Приняв меня за доктора, он начал слабым, прерывающимся от одышки голосом жаловаться на сильное сердцебиение и расхваливать своего доктора:
– Если бы вот не они, - прямо бы на тот свет отправился.
"Сильнейший порок сердца", - шептал мне доктор.
Тогда мы перевели разговор на недавнее покушение. Криков сильно заволновался, схватился за голову:
– Лучше не поминайте, не поминайте про это!.. Сам не знаю, что со мной было... У меня бывает это: голова кружится, сам тогда себя не помню... Ужас берет, когда подумаю, что я чуть-чуть не сделал!.. И против кого же?.. Против доктора!.. доктора!..
И он смотрел на доктора Чардынцева глазами, полными слез, с такой мольбой, с таким благоговением, что, право, не верилось: неужели от рук этого человека, действительно, чуть-чуть не погиб этот-то самый доктор?
Криков не старый еще человек, но уже богадельщик; вследствие сильнейшего порока сердца не способен ни на какую работу. Он человек, несомненно, психически ненормальный. Ему вечно кажется, что его преследуют, обижают, что к нему относятся враждебно. Он вечно всем недоволен. Необычайно, болезненно раздражителен. По временам впадает прямо в умоисступление и тогда, действительно, не помнит, что делает.
С доктором Чардынцевым он все время был в самых лучших отношениях.
Но в один из таких припадков обратился с требованием какого-то лекарства. Доктор отказал.
– Ага! Вы меня уморить хотите! Вы меня нарочно в лазарете держите, не лечите! Так нет же, не дамся я вам!
– завопил Криков и, прежде чем кто-нибудь успел опомниться, выхватил из-за голенища нож и кинулся на доктора.
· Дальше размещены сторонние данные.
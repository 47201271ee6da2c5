//! Gold-layer summary rows and their natural keys.
//!
//! Every row type exposes `key()`; stores upsert by that key, so writing the
//! same row twice leaves one row.

use std::collections::BTreeMap;
use std::fmt;

use chrono::NaiveDate;
use serde::{Deserialize, Serialize};

use super::record::QualityField;

// ─── Weekly commodity summary ────────────────────────────────────────

#[derive(Debug, Clone, PartialEq, Eq, Hash, PartialOrd, Ord, Serialize, Deserialize)]
pub struct SummaryKey {
    pub commodity: String,
    pub week_ending: NaiveDate,
}

/// One row per (commodity, week).
#[derive(Debug, Clone, PartialEq, Serialize, Deserialize)]
pub struct WeeklyCommoditySummary {
    pub commodity: String,
    pub week_ending: NaiveDate,
    pub marketing_year: i32,
    pub total_pounds: f64,
    pub total_bushels: f64,
    pub total_metric_tons: f64,
    pub certificate_count: usize,
    pub prior_week_pounds: Option<f64>,
    pub year_ago_pounds: Option<f64>,
    pub wow_change_pct: Option<f64>,
    pub yoy_change_pct: Option<f64>,
    /// Week-over-week change reached the configured alert threshold.
    pub alert: bool,
    pub my_to_date_pounds: f64,
}

impl WeeklyCommoditySummary {
    /// Empty row for a key; every field is set by the writer.
    pub fn new(commodity: impl Into<String>, week_ending: NaiveDate) -> Self {
        Self {
            commodity: commodity.into(),
            week_ending,
            marketing_year: 0,
            total_pounds: 0.0,
            total_bushels: 0.0,
            total_metric_tons: 0.0,
            certificate_count: 0,
            prior_week_pounds: None,
            year_ago_pounds: None,
            wow_change_pct: None,
            yoy_change_pct: None,
            alert: false,
            my_to_date_pounds: 0.0,
        }
    }

    pub fn key(&self) -> SummaryKey {
        SummaryKey {
            commodity: self.commodity.clone(),
            week_ending: self.week_ending,
        }
    }
}

// ─── Destination rollups ─────────────────────────────────────────────

/// Destination facet of a rollup.
#[derive(Debug, Clone, Copy, PartialEq, Eq, Hash, PartialOrd, Ord, Serialize, Deserialize)]
#[serde(rename_all = "snake_case")]
pub enum Dimension {
    Country,
    Region,
    /// Keyed by port-region; ports without a mapping are left out.
    Port,
}

impl Dimension {
    pub const ALL: [Dimension; 3] = [Dimension::Country, Dimension::Region, Dimension::Port];

    pub fn as_str(&self) -> &'static str {
        match self {
            Self::Country => "country",
            Self::Region => "region",
            Self::Port => "port",
        }
    }

    /// Name of the gold view holding this dimension's rollups.
    pub fn view_name(&self) -> &'static str {
        match self {
            Self::Country => "destination_country",
            Self::Region => "destination_region",
            Self::Port => "destination_port_region",
        }
    }
}

impl fmt::Display for Dimension {
    fn fmt(&self, f: &mut fmt::Formatter<'_>) -> fmt::Result {
        f.write_str(self.as_str())
    }
}

#[derive(Debug, Clone, PartialEq, Eq, Hash, PartialOrd, Ord, Serialize, Deserialize)]
pub struct RollupKey {
    pub commodity: String,
    pub week_ending: NaiveDate,
    pub dimension: Dimension,
    pub destination: String,
}

/// One row per (commodity, week, dimension, destination).
#[derive(Debug, Clone, PartialEq, Serialize, Deserialize)]
pub struct DestinationRollup {
    pub commodity: String,
    pub week_ending: NaiveDate,
    pub dimension: Dimension,
    pub destination: String,
    pub pounds: f64,
    pub certificate_count: usize,
    /// Share of the commodity's weekly pounds, in percent.
    pub share_pct: f64,
}

impl DestinationRollup {
    pub fn new(key: &RollupKey) -> Self {
        Self {
            commodity: key.commodity.clone(),
            week_ending: key.week_ending,
            dimension: key.dimension,
            destination: key.destination.clone(),
            pounds: 0.0,
            certificate_count: 0,
            share_pct: 0.0,
        }
    }

    pub fn key(&self) -> RollupKey {
        RollupKey {
            commodity: self.commodity.clone(),
            week_ending: self.week_ending,
            dimension: self.dimension,
            destination: self.destination.clone(),
        }
    }
}

// ─── Class exports ───────────────────────────────────────────────────

#[derive(Debug, Clone, PartialEq, Eq, Hash, PartialOrd, Ord, Serialize, Deserialize)]
pub struct ClassKey {
    pub week_ending: NaiveDate,
    pub class: String,
    pub region: String,
}

/// One row per (week, class, region) for class-family commodities.
#[derive(Debug, Clone, PartialEq, Serialize, Deserialize)]
pub struct ClassExports {
    pub week_ending: NaiveDate,
    pub class: String,
    pub region: String,
    pub pounds: f64,
    pub certificate_count: usize,
    /// Null-safe averages; a field nobody reported is absent.
    pub quality_averages: BTreeMap<QualityField, f64>,
}

impl ClassExports {
    pub fn new(key: &ClassKey) -> Self {
        Self {
            week_ending: key.week_ending,
            class: key.class.clone(),
            region: key.region.clone(),
            pounds: 0.0,
            certificate_count: 0,
            quality_averages: BTreeMap::new(),
        }
    }

    pub fn key(&self) -> ClassKey {
        ClassKey {
            week_ending: self.week_ending,
            class: self.class.clone(),
            region: self.region.clone(),
        }
    }
}

// ─── Quality stats ───────────────────────────────────────────────────

/// count/sum/avg/min/max of one quality field.
#[derive(Debug, Clone, Copy, PartialEq, Serialize, Deserialize)]
pub struct FieldStats {
    pub count: usize,
    pub sum: f64,
    pub avg: f64,
    pub min: f64,
    pub max: f64,
}

#[derive(Debug, Clone, PartialEq, Eq, Hash, PartialOrd, Ord, Serialize, Deserialize)]
pub struct QualityKey {
    pub week_ending: NaiveDate,
    pub commodity: String,
    /// `None` is the overall (region-independent) row.
    pub region: Option<String>,
}

/// One row per (week, commodity, region-or-overall).
#[derive(Debug, Clone, PartialEq, Serialize, Deserialize)]
pub struct QualityStats {
    pub week_ending: NaiveDate,
    pub commodity: String,
    pub region: Option<String>,
    /// Records that contributed at least one quality value.
    pub record_count: usize,
    pub fields: BTreeMap<QualityField, FieldStats>,
}

impl QualityStats {
    pub fn new(key: &QualityKey) -> Self {
        Self {
            week_ending: key.week_ending,
            commodity: key.commodity.clone(),
            region: key.region.clone(),
            record_count: 0,
            fields: BTreeMap::new(),
        }
    }

    pub fn key(&self) -> QualityKey {
        QualityKey {
            week_ending: self.week_ending,
            commodity: self.commodity.clone(),
            region: self.region.clone(),
        }
    }
}

// ─── Rolling statistics ──────────────────────────────────────────────

#[derive(Debug, Clone, PartialEq, Eq, Hash, PartialOrd, Ord, Serialize, Deserialize)]
pub struct RollingKey {
    pub series: String,
    pub as_of: NaiveDate,
}

/// Trailing-window aggregate of a daily series, ending at `as_of`.
#[derive(Debug, Clone, PartialEq, Serialize, Deserialize)]
pub struct RollingStat {
    pub series: String,
    pub as_of: NaiveDate,
    pub window_days: u32,
    /// Distinct days with an observation inside the window.
    pub day_count: u32,
    pub sum: f64,
    pub mean: f64,
}

impl RollingStat {
    pub fn new(key: &RollingKey, window_days: u32) -> Self {
        Self {
            series: key.series.clone(),
            as_of: key.as_of,
            window_days,
            day_count: 0,
            sum: 0.0,
            mean: 0.0,
        }
    }

    pub fn key(&self) -> RollingKey {
        RollingKey {
            series: self.series.clone(),
            as_of: self.as_of,
        }
    }
}
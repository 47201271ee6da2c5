//! Standard bronze, silver and gold suites.

pub mod bronze;
pub mod gold;
pub mod silver;

use std::sync::Arc;
use std::time::Duration;

use crate::check::{Layer, VerificationContext};
use crate::runner::CheckSuite;
use crate::source::{SourceClient, TimeoutSourceClient};

/// Bronze suite. The source spot check is only registered when a client is supplied.
pub fn bronze_suite(
    ctx: &Arc<VerificationContext>,
    source: Option<Arc<dyn SourceClient>>,
) -> CheckSuite {
    let mut suite = CheckSuite::new(Layer::Bronze)
        .with_check(bronze::Completeness::new(Arc::clone(ctx)))
        .with_check(bronze::Freshness::new(Arc::clone(ctx)))
        .with_check(bronze::PayloadStructure::new(Arc::clone(ctx)));
    if let Some(source) = source {
        let timeout = Duration::from_secs(ctx.config.verification.source_timeout_secs);
        let bounded: Arc<dyn SourceClient> = Arc::new(TimeoutSourceClient::new(source, timeout));
        suite.add(bronze::SourceSpotCheck::new(Arc::clone(ctx), bounded));
    }
    suite
}

pub fn silver_suite(ctx: &Arc<VerificationContext>) -> CheckSuite {
    CheckSuite::new(Layer::Silver)
        .with_check(silver::TransformationAccuracy::new(Arc::clone(ctx)))
        .with_check(silver::DuplicateKeys::new(Arc::clone(ctx)))
        .with_check(silver::ValueRangeCheck::new(Arc::clone(ctx)))
}

pub fn gold_suite(ctx: &Arc<VerificationContext>) -> CheckSuite {
    CheckSuite::new(Layer::Gold)
        .with_check(gold::TotalReconciliation::new(Arc::clone(ctx)))
        .with_check(gold::MaterializedViews::new(Arc::clone(ctx)))
        .with_check(gold::RollingRecompute::new(Arc::clone(ctx)))
        .with_check(gold::DimensionCoverage::new(Arc::clone(ctx)))
        .with_check(gold::MyToDateRecurrence::new(Arc::clone(ctx)))
        .with_check(gold::AlertThresholds::new(Arc::clone(ctx)))
}

/// Suites for the requested layers, in bronze, silver, gold order.
pub fn build_suites(
    ctx: &Arc<VerificationContext>,
    layers: &[Layer],
    source: Option<Arc<dyn SourceClient>>,
) -> Vec<CheckSuite> {
    Layer::ALL
        .into_iter()
        .filter(|layer| layers.contains(layer))
        .map(|layer| match layer {
            Layer::Bronze => bronze_suite(ctx, source.clone()),
            Layer::Silver => silver_suite(ctx),
            Layer::Gold => gold_suite(ctx),
        })
        .collect()
}
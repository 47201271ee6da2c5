//! grainlab CLI: aggregation, marketing-year recalculation and verification.
//!
//! Commands:
//! - `aggregate` loads a certificate CSV and materializes every gold view
//! - `recalc` re-derives marketing-year-to-date totals for one commodity
//! - `verify` aggregates, then runs the bronze/silver/gold suites

use std::path::{Path, PathBuf};
use std::sync::Arc;
use std::time::Duration;

use anyhow::{bail, Context, Result};
use chrono::NaiveDate;
use clap::{Parser, Subcommand, ValueEnum};
use grainlab_core::adapter;
use grainlab_core::schedule::UnitStatus;
use grainlab_core::{
    AggregationEngine, Cancellation, InMemoryStore, PeriodScheduler, PipelineConfig,
    ScheduleReport,
};
use grainlab_runner::check::{Layer, VerificationContext};
use grainlab_runner::{
    build_suites, render_json, render_text, HttpSourceClient, SourceClient, VerificationRunner,
};
use tracing::{info, warn};
use tracing_subscriber::EnvFilter;

#[derive(Parser)]
#[command(
    name = "grainlab",
    version,
    about = "Bronze/silver/gold aggregation and verification for grain inspection data"
)]
struct Cli {
    #[command(subcommand)]
    command: Commands,
}

/// Inputs shared by every command.
#[derive(clap::Args)]
struct InputArgs {
    /// Certificate CSV export (one certificate per row).
    #[arg(long)]
    input: PathBuf,

    /// Pipeline configuration TOML. Defaults to the built-in US calendar.
    #[arg(long)]
    config: Option<PathBuf>,

    /// Daily series CSV (`series,date,value`) for rolling statistics.
    #[arg(long)]
    daily: Option<PathBuf>,
}

#[derive(Subcommand)]
enum Commands {
    /// Aggregate every week with data into the gold views.
    Aggregate {
        #[command(flatten)]
        input: InputArgs,

        /// First week-ending date (YYYY-MM-DD). Defaults to the earliest observed.
        #[arg(long)]
        start: Option<String>,

        /// Last week-ending date (YYYY-MM-DD). Defaults to the latest observed.
        #[arg(long)]
        end: Option<String>,

        /// Stop starting new units after this many seconds.
        #[arg(long)]
        deadline_secs: Option<u64>,

        /// Print the schedule report as JSON.
        #[arg(long, default_value_t = false)]
        json: bool,
    },
    /// Re-derive marketing-year-to-date totals for one commodity.
    Recalc {
        #[command(flatten)]
        input: InputArgs,

        /// Marketing year (calendar year in which it begins).
        #[arg(long)]
        year: i32,

        #[arg(long)]
        commodity: String,
    },
    /// Aggregate, then verify the layers.
    Verify {
        #[command(flatten)]
        input: InputArgs,

        #[arg(long, value_enum, default_value_t = LayerArg::All)]
        layer: LayerArg,

        #[arg(long, value_enum, default_value_t = Format::Text)]
        format: Format,

        /// Base URL of the original certificate source; enables the spot check.
        #[arg(long)]
        source_url: Option<String>,

        /// Reference date for freshness (YYYY-MM-DD). Defaults to today.
        #[arg(long)]
        today: Option<String>,
    },
}

#[derive(Clone, Copy, ValueEnum)]
enum LayerArg {
    Bronze,
    Silver,
    Gold,
    All,
}

impl LayerArg {
    fn layers(self) -> Vec<Layer> {
        match self {
            Self::Bronze => vec![Layer::Bronze],
            Self::Silver => vec![Layer::Silver],
            Self::Gold => vec![Layer::Gold],
            Self::All => Layer::ALL.to_vec(),
        }
    }
}

#[derive(Clone, Copy, ValueEnum)]
enum Format {
    Text,
    Json,
}

fn main() -> Result<()> {
    tracing_subscriber::fmt()
        .with_env_filter(
            EnvFilter::try_from_default_env().unwrap_or_else(|_| EnvFilter::new("info")),
        )
        .with_writer(std::io::stderr)
        .init();

    let cli = Cli::parse();
    let ok = match cli.command {
        Commands::Aggregate {
            input,
            start,
            end,
            deadline_secs,
            json,
        } => run_aggregate(&input, start.as_deref(), end.as_deref(), deadline_secs, json)?,
        Commands::Recalc {
            input,
            year,
            commodity,
        } => run_recalc(&input, year, &commodity)?,
        Commands::Verify {
            input,
            layer,
            format,
            source_url,
            today,
        } => run_verify(&input, layer, format, source_url, today.as_deref())?,
    };

    if !ok {
        std::process::exit(1);
    }
    Ok(())
}

// ─── Loading ─────────────────────────────────────────────────────────

struct Loaded {
    config: Arc<PipelineConfig>,
    store: Arc<InMemoryStore>,
}

impl Loaded {
    fn scheduler(&self) -> PeriodScheduler {
        let engine = AggregationEngine::new(
            Arc::clone(&self.config),
            self.store.clone(),
            self.store.clone(),
        );
        PeriodScheduler::new(Arc::new(engine))
    }
}

fn parse_date(raw: &str) -> Result<NaiveDate> {
    NaiveDate::parse_from_str(raw, "%Y-%m-%d").with_context(|| format!("invalid date '{raw}'"))
}

fn load_config(path: Option<&Path>) -> Result<PipelineConfig> {
    match path {
        Some(path) => PipelineConfig::from_file(path)
            .with_context(|| format!("loading config {}", path.display())),
        None => Ok(PipelineConfig::default_us()),
    }
}

fn load(args: &InputArgs) -> Result<Loaded> {
    let config = load_config(args.config.as_deref())?;
    let store = Arc::new(InMemoryStore::new());

    let today = chrono::Local::now().date_naive();
    let bronze = adapter::load_bronze_csv(&args.input, today)
        .with_context(|| format!("reading {}", args.input.display()))?;
    let outcome = adapter::normalize(&bronze);
    for failure in outcome.failures.iter().take(5) {
        warn!(error = %failure, "payload skipped");
    }
    info!(
        bronze = bronze.len(),
        silver = outcome.records.len(),
        skipped = outcome.failures.len(),
        "certificates loaded"
    );
    store.insert_bronze(bronze)?;
    store.insert_records(outcome.records)?;

    if let Some(path) = &args.daily {
        let daily = adapter::load_daily_csv(path)
            .with_context(|| format!("reading {}", path.display()))?;
        info!(observations = daily.len(), "daily series loaded");
        store.insert_daily(daily)?;
    }

    Ok(Loaded {
        config: Arc::new(config),
        store,
    })
}

/// Aggregate every week and daily series; logs failed units.
fn aggregate_everything(
    scheduler: &PeriodScheduler,
    start: Option<NaiveDate>,
    end: Option<NaiveDate>,
) -> Result<ScheduleReport> {
    let mut report = scheduler.aggregate_all_weeks(start, end)?;
    let daily = scheduler.aggregate_daily_series(None, None)?;
    report.units.extend(daily.units);
    report.cancelled |= daily.cancelled;

    for unit in report.failed() {
        if let UnitStatus::Failed { reason } = &unit.status {
            warn!(scope = ?unit.scope, week = %unit.week, reason = %reason, "unit failed");
        }
    }
    Ok(report)
}

// ─── Commands ────────────────────────────────────────────────────────

fn run_aggregate(
    args: &InputArgs,
    start: Option<&str>,
    end: Option<&str>,
    deadline_secs: Option<u64>,
    json: bool,
) -> Result<bool> {
    let start = start.map(parse_date).transpose()?;
    let end = end.map(parse_date).transpose()?;
    if let (Some(s), Some(e)) = (start, end) {
        if s > e {
            bail!("--start {s} is after --end {e}");
        }
    }

    let loaded = load(args)?;
    let mut scheduler = loaded.scheduler();
    if let Some(secs) = deadline_secs {
        let deadline = Cancellation::with_deadline(Duration::from_secs(secs));
        scheduler = scheduler.with_cancellation(Arc::new(deadline));
    }
    let report = aggregate_everything(&scheduler, start, end)?;

    if json {
        println!("{}", serde_json::to_string_pretty(&report)?);
    } else {
        let total = report.total();
        println!(
            "{} unit(s) succeeded, {} failed{}",
            report.succeeded(),
            report.failed().count(),
            if report.cancelled { " (cancelled)" } else { "" }
        );
        println!(
            "rows written: {}, records skipped: {}, keys failed: {}",
            total.rows_written, total.records_skipped, total.keys_failed
        );
    }
    Ok(report.is_success())
}

fn run_recalc(args: &InputArgs, year: i32, commodity: &str) -> Result<bool> {
    let loaded = load(args)?;
    let scheduler = loaded.scheduler();
    let report = aggregate_everything(&scheduler, None, None)?;
    if !report.is_success() {
        warn!("aggregation had failures; recalculating over what was written");
    }

    let rewritten = scheduler
        .recalculate_marketing_year_totals(year, commodity)
        .with_context(|| format!("recalculating {commodity} marketing year {year}"))?;
    println!("{commodity} MY {year}: {rewritten} row(s) rewritten");
    Ok(report.is_success())
}

fn run_verify(
    args: &InputArgs,
    layer: LayerArg,
    format: Format,
    source_url: Option<String>,
    today: Option<&str>,
) -> Result<bool> {
    let today = match today {
        Some(raw) => parse_date(raw)?,
        None => chrono::Local::now().date_naive(),
    };
    let loaded = load(args)?;
    aggregate_everything(&loaded.scheduler(), None, None)?;

    let source: Option<Arc<dyn SourceClient>> = match source_url {
        Some(url) => {
            let timeout = Duration::from_secs(loaded.config.verification.source_timeout_secs);
            Some(Arc::new(HttpSourceClient::new(url, timeout)?))
        }
        None => None,
    };

    let ctx = Arc::new(VerificationContext::new(
        loaded.store.clone(),
        loaded.store.clone(),
        Arc::clone(&loaded.config),
        today,
    ));
    let report = VerificationRunner::new(build_suites(&ctx, &layer.layers(), source)).run();

    match format {
        Format::Text => print!("{}", render_text(&report)),
        Format::Json => println!("{}", render_json(&report)?),
    }
    Ok(report.passed)
}

#[cfg(test)]
mod tests {
    use super::*;
    use std::io::Write;

    const HEADER: &str = "certificate_id,commodity,week_ending,destination_country,pounds";

    fn input_file(rows: &[&str]) -> tempfile::NamedTempFile {
        let mut file = tempfile::NamedTempFile::new().unwrap();
        writeln!(file, "{HEADER}").unwrap();
        for row in rows {
            writeln!(file, "{row}").unwrap();
        }
        file
    }

    fn args(file: &tempfile::NamedTempFile) -> InputArgs {
        InputArgs {
            input: file.path().to_path_buf(),
            config: None,
            daily: None,
        }
    }

    #[test]
    fn recalc_succeeds_when_every_unit_aggregates() {
        let file = input_file(&["C-1,CORN,2024-09-05,JAPAN,100", "C-2,CORN,2024-09-12,JAPAN,50"]);
        assert!(run_recalc(&args(&file), 2024, "CORN").unwrap());
    }

    #[test]
    fn recalc_reports_failure_when_a_unit_failed() {
        // KALE has no marketing-year calendar, so its unit fails.
        let file = input_file(&["C-1,CORN,2024-09-05,JAPAN,100", "K-1,KALE,2024-09-05,JAPAN,5"]);
        assert!(!run_recalc(&args(&file), 2024, "CORN").unwrap());
    }
}
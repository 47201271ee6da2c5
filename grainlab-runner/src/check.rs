//! The `ConsistencyCheck` interface and its structured result.
//!
//! A check counts what it examined (`record_pass` / `record_failure`) and
//! then settles pass/fail with one of the `finish_*` policies:
//! - zero tolerance for integrity-critical checks
//! - a maximum failure rate for data-quality checks
//! - a minimum pass rate for external agreement

use std::fmt;
use std::str::FromStr;
use std::sync::Arc;

use chrono::{DateTime, NaiveDate, Utc};
use grainlab_core::{
    ConfigurationError, MarketingYearResolver, PipelineConfig, RawRecordStore, StoreError,
    SummaryStore,
};
use serde::{Deserialize, Serialize};
use thiserror::Error;

/// Diagnostics kept per check; the counts stay exact beyond this.
pub const MAX_DIAGNOSTICS: usize = 20;

// ─── Layer ───────────────────────────────────────────────────────────

#[derive(Debug, Clone, Copy, PartialEq, Eq, Hash, PartialOrd, Ord, Serialize, Deserialize)]
#[serde(rename_all = "lowercase")]
pub enum Layer {
    Bronze,
    Silver,
    Gold,
}

impl Layer {
    pub const ALL: [Layer; 3] = [Layer::Bronze, Layer::Silver, Layer::Gold];

    pub fn as_str(&self) -> &'static str {
        match self {
            Self::Bronze => "bronze",
            Self::Silver => "silver",
            Self::Gold => "gold",
        }
    }
}

impl fmt::Display for Layer {
    fn fmt(&self, f: &mut fmt::Formatter<'_>) -> fmt::Result {
        f.write_str(self.as_str())
    }
}

impl FromStr for Layer {
    type Err = String;

    fn from_str(s: &str) -> Result<Self, Self::Err> {
        match s.trim().to_lowercase().as_str() {
            "bronze" => Ok(Self::Bronze),
            "silver" => Ok(Self::Silver),
            "gold" => Ok(Self::Gold),
            other => Err(format!("unknown layer '{other}' (expected bronze, silver or gold)")),
        }
    }
}

// ─── Result ──────────────────────────────────────────────────────────

#[derive(Debug, Clone, PartialEq, Serialize, Deserialize)]
pub struct CheckResult {
    pub name: String,
    pub layer: Layer,
    pub passed: bool,
    pub records_checked: usize,
    pub records_passed: usize,
    pub records_failed: usize,
    pub errors: Vec<String>,
    pub warnings: Vec<String>,
    pub timestamp: DateTime<Utc>,
    pub duration_ms: u64,
}

impl CheckResult {
    /// An empty, not-yet-settled result.
    pub fn new(name: impl Into<String>, layer: Layer) -> Self {
        Self {
            name: name.into(),
            layer,
            passed: false,
            records_checked: 0,
            records_passed: 0,
            records_failed: 0,
            errors: Vec::new(),
            warnings: Vec::new(),
            timestamp: Utc::now(),
            duration_ms: 0,
        }
    }

    /// A check that could not run at all.
    pub fn could_not_run(name: impl Into<String>, layer: Layer, reason: impl fmt::Display) -> Self {
        let mut result = Self::new(name, layer);
        result.errors.push(format!("check could not run: {reason}"));
        result
    }

    pub fn record_pass(&mut self) {
        self.records_checked += 1;
        self.records_passed += 1;
    }

    pub fn record_failure(&mut self, diagnostic: impl Into<String>) {
        self.records_checked += 1;
        self.records_failed += 1;
        if self.errors.len() < MAX_DIAGNOSTICS {
            self.errors.push(diagnostic.into());
        }
    }

    pub fn warn(&mut self, warning: impl Into<String>) {
        if self.warnings.len() < MAX_DIAGNOSTICS {
            self.warnings.push(warning.into());
        }
    }

    /// Fraction of examined records that passed; 1.0 when nothing was examined.
    pub fn pass_rate(&self) -> f64 {
        if self.records_checked == 0 {
            1.0
        } else {
            self.records_passed as f64 / self.records_checked as f64
        }
    }

    pub fn failure_rate(&self) -> f64 {
        if self.records_checked == 0 {
            0.0
        } else {
            self.records_failed as f64 / self.records_checked as f64
        }
    }

    pub fn finish_zero_tolerance(mut self) -> Self {
        self.passed = self.records_failed == 0;
        self
    }

    pub fn finish_with_max_failure_rate(mut self, max_rate: f64) -> Self {
        self.passed = self.failure_rate() <= max_rate;
        if !self.passed {
            self.errors.push(format!(
                "failure rate {:.2}% exceeds allowed {:.2}%",
                self.failure_rate() * 100.0,
                max_rate * 100.0
            ));
        }
        self
    }

    pub fn finish_with_min_pass_rate(mut self, min_rate: f64) -> Self {
        self.passed = self.pass_rate() >= min_rate;
        if !self.passed {
            self.errors.push(format!(
                "agreement {:.2}% below required {:.2}%",
                self.pass_rate() * 100.0,
                min_rate * 100.0
            ));
        }
        self
    }
}

// ─── Errors ──────────────────────────────────────────────────────────

/// A check was unable to produce a verdict.
#[derive(Debug, Error)]
pub enum CheckError {
    #[error("data access error: {0}")]
    Store(#[from] StoreError),

    #[error("configuration error: {0}")]
    Config(#[from] ConfigurationError),

    #[error("{0}")]
    Other(String),
}

// ─── Interface ───────────────────────────────────────────────────────

/// One named validation producing a structured pass/fail result.
///
/// Checks are read-only over already-materialized layers and share no
/// mutable state, so a suite may run them concurrently.
pub trait ConsistencyCheck: Send + Sync {
    fn name(&self) -> &str;
    fn layer(&self) -> Layer;
    fn run(&self) -> Result<CheckResult, CheckError>;
}

/// Everything a check may read, injected at construction.
pub struct VerificationContext {
    pub raw: Arc<dyn RawRecordStore>,
    pub summaries: Arc<dyn SummaryStore>,
    pub config: Arc<PipelineConfig>,
    /// Reference date for freshness ("yesterday" is `today - 1`) and the
    /// end of the completeness calendar.
    pub today: NaiveDate,
}

impl VerificationContext {
    pub fn new(
        raw: Arc<dyn RawRecordStore>,
        summaries: Arc<dyn SummaryStore>,
        config: Arc<PipelineConfig>,
        today: NaiveDate,
    ) -> Self {
        Self {
            raw,
            summaries,
            config,
            today,
        }
    }

    pub fn resolver(&self) -> MarketingYearResolver {
        MarketingYearResolver::new(&self.config)
    }
}

/// Relative comparison used by every reconciliation-style check.
pub fn within_relative(actual: f64, expected: f64, rel_tolerance: f64) -> bool {
    let scale = expected.abs().max(actual.abs());
    if scale == 0.0 {
        return true;
    }
    (actual - expected).abs() <= rel_tolerance * scale
}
К счастью, господин Чардынцев успел схватить его за руку, обезоружить; сейчас же отвел его в отдельную комнату и принялся успокаивать.
Когда Криков опомнился и пришел в себя, его горю, его отчаянью, стыду не было границ.
Как видите, под умышленное покушение этого случая подвести никак нельзя. Я уверен, - и говорю, строго проверив это, - что во всей каторге не найдется ни одного человека, который умышленно захотел бы причинить вред господину Чардынцеву, этому славному, доброму, симпатичному, гуманному врачу.